I can certainly find people who care about some of it and grudgingly tolerate the rest. But better than that is to allow people to say “Yeah I’m really not into the freelancing tips” and then stop sending them freelancing tips.

Email’s all I do

I’m organizing workshops to help promote Your First Three Clients, and plan to do podcast appearances to promote One Star, but I’m not on social media at all, and the whole “incoherent” thing means I probably won’t find new readers, customers, clients and friends via SEO. I definitely don’t want to run ads.

So it makes sense to prioritize sending thoughtful, helpful emails to the people who invite me to do so. And my current hypothesis is that by building some fanciness into my setup, I can do that more effectively.

The dream is to do it so compellingly that word of mouth marketing actually stands in for those other ways to reach people. And doing that means creating lots of different freebies & email courses in hopes that something catches on.

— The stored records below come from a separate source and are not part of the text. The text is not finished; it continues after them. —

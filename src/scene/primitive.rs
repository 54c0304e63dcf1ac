//! Placed primitive instances and add-group request parameters.

use std::fmt;
use std::sync::Arc;

use cgmath::Vector3;

use crate::error::GeometryError;
use crate::geometry::{MeshData, PrimitiveKind, Rgb};
use crate::placement::{cell_to_world, GridCell};

/// Opaque unique identifier of a placed primitive.
///
/// Ids are allocated from a monotonically increasing per-scene counter and
/// are never reused within a scene's lifetime.
#[derive(Debug, Clone, Copy, PartialEq, Eq, Hash, PartialOrd, Ord)]
pub struct PrimitiveId(pub(crate) u64);

impl fmt::Display for PrimitiveId {
    fn fmt(&self, f: &mut fmt::Formatter<'_>) -> fmt::Result {
        write!(f, "#{}", self.0)
    }
}

/// Length, width, and height of a primitive. All components must be
/// strictly positive; see [`Dimensions::validate`].
#[derive(Debug, Clone, Copy, PartialEq)]
pub struct Dimensions {
    /// Extent along X
    pub length: f32,
    /// Extent along Z
    pub width: f32,
    /// Extent along Y
    pub height: f32,
}

impl Dimensions {
    pub fn new(length: f32, width: f32, height: f32) -> Self {
        Self {
            length,
            width,
            height,
        }
    }

    /// Rejects zero, negative, and NaN components.
    pub fn validate(&self) -> Result<(), GeometryError> {
        for (name, value) in [
            ("length", self.length),
            ("width", self.width),
            ("height", self.height),
        ] {
            if !(value > 0.0) {
                return Err(GeometryError::NonPositiveDimension { name, value });
            }
        }
        Ok(())
    }
}

impl Default for Dimensions {
    /// The 1 x 1 x 1 unit shape offered by the add-group form.
    fn default() -> Self {
        Self::new(1.0, 1.0, 1.0)
    }
}

/// An add-group request: place `count` primitives of one kind and size.
#[derive(Debug, Clone, Copy)]
pub struct GroupParams {
    pub kind: PrimitiveKind,
    pub dimensions: Dimensions,
    pub count: usize,
}

impl GroupParams {
    pub fn new(kind: PrimitiveKind, dimensions: Dimensions, count: usize) -> Self {
        Self {
            kind,
            dimensions,
            count,
        }
    }
}

impl Default for GroupParams {
    /// One unit box, matching the add-group form defaults.
    fn default() -> Self {
        Self::new(PrimitiveKind::Box, Dimensions::default(), 1)
    }
}

/// A single placed 3D shape instance.
///
/// The geometry is built once at placement time and never mutated
/// afterwards; it is shared behind an `Arc` so copy-on-write list updates
/// and draw-list snapshots stay cheap. Only the `selected` flag changes
/// after construction, and only through wholesale list replacement in
/// [`Scene`](super::Scene).
#[derive(Debug, Clone)]
pub struct Primitive {
    pub id: PrimitiveId,
    pub kind: PrimitiveKind,
    /// Grid cell this primitive occupies (y is always 0 for placement)
    pub cell: GridCell,
    pub dimensions: Dimensions,
    /// Swatch color shown next to the primitive in the list view
    pub color: Rgb,
    pub selected: bool,
    geometry: Arc<MeshData>,
}

impl Primitive {
    pub(crate) fn new(
        id: PrimitiveId,
        kind: PrimitiveKind,
        cell: GridCell,
        dimensions: Dimensions,
        color: Rgb,
        geometry: MeshData,
    ) -> Self {
        Self {
            id,
            kind,
            cell,
            dimensions,
            color,
            selected: false,
            geometry: Arc::new(geometry),
        }
    }

    /// The mesh built for this primitive.
    pub fn geometry(&self) -> &MeshData {
        &self.geometry
    }

    pub(crate) fn share_geometry(&self) -> Arc<MeshData> {
        Arc::clone(&self.geometry)
    }

    /// World-space placement position on the ground plane (y = 0).
    pub fn world_position(&self) -> Vector3<f32> {
        cell_to_world(self.cell)
    }

    /// World-space position for draw submission: the mesh is lifted by half
    /// its height so it sits on the ground plane.
    pub fn render_position(&self) -> Vector3<f32> {
        let mut position = self.world_position();
        position.y = self.dimensions.height * 0.5;
        position
    }
}
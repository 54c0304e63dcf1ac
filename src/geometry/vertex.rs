//! # Vertex Data Structures
//!
//! GPU-compatible vertex format for colored primitive meshes.

/// A 3D vertex with position and color data.
///
/// The `#[repr(C)]` attribute ensures the struct has a C-compatible memory
/// layout so vertex buffers can be uploaded to the GPU directly via
/// `bytemuck::cast_slice`.
///
/// # Examples
///
/// ```
/// use cairn::geometry::vertex::ColorVertex;
///
/// let vertex = ColorVertex {
///     position: [0.0, 1.0, 0.0],
///     color: [1.0, 0.0, 0.0],
/// };
/// let bytes: &[u8] = bytemuck::bytes_of(&vertex);
/// assert_eq!(bytes.len(), 24);
/// ```
#[repr(C)]
#[derive(Copy, Clone, Debug, PartialEq, bytemuck::Pod, bytemuck::Zeroable)]
pub struct ColorVertex {
    /// 3D position coordinates [x, y, z]
    pub position: [f32; 3],
    /// RGB color [r, g, b], components in 0.0..=1.0
    pub color: [f32; 3],
}
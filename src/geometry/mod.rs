//! # Procedural Geometry Generation
//!
//! This module builds the meshes for every primitive the editor can place.
//! Shapes are generated with per-vertex colors so that a single randomly
//! chosen face can stand out from the rest of the shape.
//!
//! ## Supported Primitives
//!
//! - **Box**: axis-aligned box, 6 quad faces, 24 vertices
//! - **Pyramid**: square-based pyramid, 6 triangles, 18 unshared vertices
//!
//! ## Usage
//!
//! ```
//! use cairn::geometry::{generate_primitive, PrimitiveKind};
//!
//! let mut rng = rand::rng();
//! let mesh = generate_primitive(PrimitiveKind::Box, 1.0, 1.0, 1.0, &mut rng).unwrap();
//! assert_eq!(mesh.vertex_count(), 24);
//! ```

pub mod palette;
pub mod primitives;
pub mod vertex;

pub use palette::{hex_to_rgb, rgb_to_hex, Rgb, PALETTE};
pub use primitives::{generate_box, generate_primitive, generate_pyramid, PrimitiveKind};
pub use vertex::ColorVertex;

/// Generated mesh buffers ready for draw submission.
///
/// The position and color buffers are index-aligned: exactly one color entry
/// per vertex. Meshes are never mutated after construction; regenerating a
/// primitive means building a fresh `MeshData`.
#[derive(Debug, Clone, PartialEq)]
pub struct MeshData {
    /// Vertex positions (x, y, z)
    pub positions: Vec<[f32; 3]>,
    /// Per-vertex RGB colors, aligned index-for-index with `positions`
    pub colors: Vec<Rgb>,
    /// Triangle indices (counter-clockwise winding)
    pub indices: Vec<u32>,
}

impl MeshData {
    /// Create a new empty mesh
    pub fn new() -> Self {
        Self {
            positions: Vec::new(),
            colors: Vec::new(),
            indices: Vec::new(),
        }
    }

    /// Get the number of vertices in this mesh
    pub fn vertex_count(&self) -> usize {
        self.positions.len()
    }

    /// Get the number of triangles in this mesh
    pub fn triangle_count(&self) -> usize {
        self.indices.len() / 3
    }

    /// Interleaves the position and color buffers into GPU-ready vertices.
    ///
    /// Returns the vertex buffer together with the (cloned) index buffer so
    /// the pair can be uploaded as-is by a rendering layer.
    pub fn to_vertex_buffer(&self) -> (Vec<ColorVertex>, Vec<u32>) {
        debug_assert_eq!(self.positions.len(), self.colors.len());

        let vertices: Vec<ColorVertex> = self
            .positions
            .iter()
            .zip(self.colors.iter())
            .map(|(&position, &color)| ColorVertex { position, color })
            .collect();

        (vertices, self.indices.clone())
    }
}

impl Default for MeshData {
    fn default() -> Self {
        Self::new()
    }
}
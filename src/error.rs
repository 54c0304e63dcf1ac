//! Error types for scene mutations and geometry construction.

use thiserror::Error;

use crate::scene::PrimitiveId;

/// Errors surfaced by [`Scene`](crate::scene::Scene) operations.
///
/// Every failing operation leaves the scene untouched; add-group in
/// particular is all-or-nothing.
#[derive(Debug, Error)]
pub enum SceneError {
    /// The grid could not supply enough free cells for the requested group.
    #[error("grid full: requested {requested} free cells, only {available} available within the search radius")]
    GridFull { requested: usize, available: usize },

    /// An add-group request asked for zero primitives.
    #[error("group count must be at least 1")]
    InvalidCount,

    /// A select request named a primitive that is not in the scene.
    #[error("no primitive with id {0}")]
    UnknownPrimitive(PrimitiveId),

    /// Geometry construction failed (bad dimensions or palette misconfiguration).
    #[error(transparent)]
    Geometry(#[from] GeometryError),
}

/// Errors raised while building primitive meshes.
#[derive(Debug, Error, Clone, Copy, PartialEq)]
pub enum GeometryError {
    /// A dimension was zero, negative, or NaN. Degenerate geometry is
    /// rejected up front rather than clamped or passed through.
    #[error("{name} must be positive, got {value}")]
    NonPositiveDimension { name: &'static str, value: f32 },

    /// The color palette has no two distinct entries, so a special face
    /// color distinct from the base color cannot exist.
    #[error("color palette needs at least two distinct colors")]
    PaletteTooSmall,
}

I could do all this stuff without ConvertKit, and eventually will

No offense to the team at ConvertKit, who have made quite an effort to grow without becoming terrible, but I assume that sooner or later they’ll get a big enough offer that they’ll sell to some horrible corporate behemoth like Microsoft or Atlassian, and the product will start degrading. Or they’ll start making bad decisions all on their own, getting swept up in some crypto-metaverse-AI-like bubble, and the product will start degrading.

When that happens, I can export my email list, duplicate my fancy automations and segmentation in simple Python code, and continue sending emails via a service like Mailgun. It’ll take some work on my part, but it won’t be a loss on the order of “Twitter becomes unusable” or “shadow banned on LinkedIn.”

So rather than investing in a proprietary platform, I’m investing in writing stuff and controlling when, how, and to whom I send it. The kind of thing I can see myself doing for the rest of my life.

All that said, at the time of writing, if you’re not on my list and you decide to join (see below), you get a completely generic “confirm your subscription” message followed by … whatever random Friday update I happen to send out next. I’ve got some work to do! And after much overthinking, I’m convinced it’s worth doing.